Example: Mary has 27 days as her shortest cycle and 36 as her longest cycle. She has had her menstruation on 09/08/2019. What will be her fertile period?
First fertile period: 27 – 18 = 9 (August 9 + 9 =August 17)
Last fertile period: 36 – 11 = 25 (August 9 + 25 =September 3)
The fertile period of Mary will be from 17 August to 3 September 2019
2. Pregnancy test
The pregnancy test works by checking your urine for a hormone called human chorionic gonadotropin (HCG). Your body only makes this hormone if you are pregnant. HCG is released when a fertilized egg attaches to the lining of your uterus when pregnancy begins. If your pregnancy test is positive, it means that you are pregnant. If the pregnancy test is negative, it means that you are not pregnant. Pregnancy tests are most accurate when you take them after you have missed your period.
End unit assessment 12
1. Which of the following do sperm NOT travel through?
a. Ureter, b. Urethra, c. Vas deferens, d. Epididymis
2. The placenta in humans is derived from the:
a. Embryo only, b. Uterus only, c. Endometrium and embryo
d. None of the above
3. The graph below shows the level of reproductive hormones in the blood of an un-named mammal during its reproductive cycle.
a. Name the hormones labelled (a) to (d)
b. Give the likely day of the cycle on which ovulation takes place and give reasons for your answer.
4. Answer the following questions:
a. Define the term fertilization
b. The diagram below shows the structure of a human sperm.
i. Explain the part played by the organelle labelled A in the process leading to fertilization.
ii. The acrosome contains an enzyme that breaks down proteins. ii)The acrosome contains an enzyme that breaks down proteins. Describe the function of this enzyme in the process leading to fertilization.
5. In humans, widening of the female hips is one example of physical changes that distinguish the sexes but are not essential for reproduction.
To what term does the definition in italics refer?
a. What term is used for the time in a young person’s life when such changes take place?

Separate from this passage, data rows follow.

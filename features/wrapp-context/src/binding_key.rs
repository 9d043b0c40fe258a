use std::{fmt, str::FromStr};

use crate::errors::ContextError;

/// Separates a binding key from a deep property path, e.g. `config#rest.port`
pub const PROPERTY_SEPARATOR: char = '#';

/// Key of a binding, optionally addressing a property inside the bound value
#[derive(Debug, Clone, PartialEq, Eq, Hash, PartialOrd, Ord)]
pub struct BindingKey {
    key: String,
    property_path: Option<String>,
}

impl BindingKey {
    /// Creates a key, rejecting empty keys and keys containing [PROPERTY_SEPARATOR]
    pub fn create(key: impl Into<String>, property_path: Option<&str>) -> Result<Self, ContextError> {
        let key = key.into();
        Self::validate(&key)?;
        Ok(BindingKey {
            key,
            property_path: property_path.filter(|p| !p.is_empty()).map(str::to_string),
        })
    }

    /// Splits `key#path` at the first separator
    pub fn parse(key_with_path: &str) -> Result<Self, ContextError> {
        match key_with_path.split_once(PROPERTY_SEPARATOR) {
            Some((key, path)) => Self::create(key, Some(path)),
            None => Self::create(key_with_path, None),
        }
    }

    pub fn validate(key: &str) -> Result<(), ContextError> {
        if key.is_empty() {
            return Err(ContextError::InvalidBindingKey {
                key: key.to_string(),
                reason: "binding keys must not be empty",
            });
        }
        if key.contains(PROPERTY_SEPARATOR) {
            return Err(ContextError::InvalidBindingKey {
                key: key.to_string(),
                reason: "binding keys must not contain '#'",
            });
        }
        Ok(())
    }

    /// Key of the binding holding the configuration for `key`
    pub fn build_key_for_config(key: &str) -> String {
        if key.is_empty() {
            "$config".to_string()
        } else {
            format!("{key}:$config")
        }
    }

    /// Generates a unique key inside `namespace`
    pub fn generate(namespace: &str) -> Self {
        let id = uuid::Uuid::new_v4();
        let key = if namespace.is_empty() {
            id.to_string()
        } else {
            format!("{namespace}.{id}")
        };
        BindingKey {
            key,
            property_path: None,
        }
    }

    pub fn key(&self) -> &str {
        &self.key
    }

    pub fn property_path(&self) -> Option<&str> {
        self.property_path.as_deref()
    }

    /// Same binding, addressing `path` inside its value
    pub fn deep_property(&self, path: &str) -> Self {
        BindingKey {
            key: self.key.clone(),
            property_path: Some(path.to_string()).filter(|p| !p.is_empty()),
        }
    }
}

impl fmt::Display for BindingKey {
    fn fmt(&self, f: &mut fmt::Formatter<'_>) -> fmt::Result {
        f.write_str(&self.key)?;
        if let Some(path) = &self.property_path {
            write!(f, "{PROPERTY_SEPARATOR}{path}")?;
        }
        Ok(())
    }
}

impl FromStr for BindingKey {
    type Err = ContextError;

    fn from_str(s: &str) -> Result<Self, Self::Err> {
        Self::parse(s)
    }
}

/// Anything that can address a binding: plain strings (`key` or `key#path`) or
/// a [BindingKey]
pub trait BindingAddress {
    fn to_binding_key(&self) -> Result<BindingKey, ContextError>;
}

impl BindingAddress for BindingKey {
    fn to_binding_key(&self) -> Result<BindingKey, ContextError> {
        Ok(self.clone())
    }
}
impl BindingAddress for str {
    fn to_binding_key(&self) -> Result<BindingKey, ContextError> {
        BindingKey::parse(self)
    }
}
impl BindingAddress for String {
    fn to_binding_key(&self) -> Result<BindingKey, ContextError> {
        BindingKey::parse(self)
    }
}
impl<T: BindingAddress + ?Sized> BindingAddress for &T {
    fn to_binding_key(&self) -> Result<BindingKey, ContextError> {
        (**self).to_binding_key()
    }
}

/// Resolves an address that must not carry a property path
pub(crate) fn plain_key(address: &(impl BindingAddress + ?Sized)) -> Result<String, ContextError> {
    let key = address.to_binding_key()?;
    if key.property_path().is_some() {
        return Err(ContextError::InvalidBindingKey {
            key: key.to_string(),
            reason: "binding keys must not contain '#'",
        });
    }
    Ok(key.key)
}

#[cfg(test)]
mod tests {
    use super::*;

    #[test]
    fn parses_key_with_path() {
        let key = BindingKey::parse("config#rest.port").unwrap();
        assert_eq!(key.key(), "config");
        assert_eq!(key.property_path(), Some("rest.port"));
        assert_eq!(key.to_string(), "config#rest.port");

        let plain: BindingKey = "app.name".parse().unwrap();
        assert_eq!(plain.property_path(), None);
    }

    #[test]
    fn rejects_invalid_keys() {
        assert!(BindingKey::create("", None).is_err());
        assert!(BindingKey::create("a#b", None).is_err());
        assert!(plain_key("a#b").is_err());
        assert_eq!(plain_key("a").unwrap(), "a");
    }

    #[test]
    fn builds_config_keys() {
        assert_eq!(BindingKey::build_key_for_config("servers.rest"), "servers.rest:$config");
        assert_eq!(BindingKey::build_key_for_config(""), "$config");
    }

    #[test]
    fn generated_keys_are_namespaced_and_unique() {
        let a = BindingKey::generate("interceptors");
        let b = BindingKey::generate("interceptors");
        assert!(a.key().starts_with("interceptors."));
        assert_ne!(a, b);
    }
}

b. Name the hormone that maintains such changes throughout the life of a male.
c. Describe the role of estrogen and progesterone in the control of the events of the menstrual cycle.
d. Answer the following questions in relation to the development of a human zygote.
i. By which type of cell division does the zygote divide?
ii. The placenta forms from tissues of the mother and the fetus. Give two roles of the placenta.
iii.Give one change experienced by the mother that indicates to her that the birth process is starting.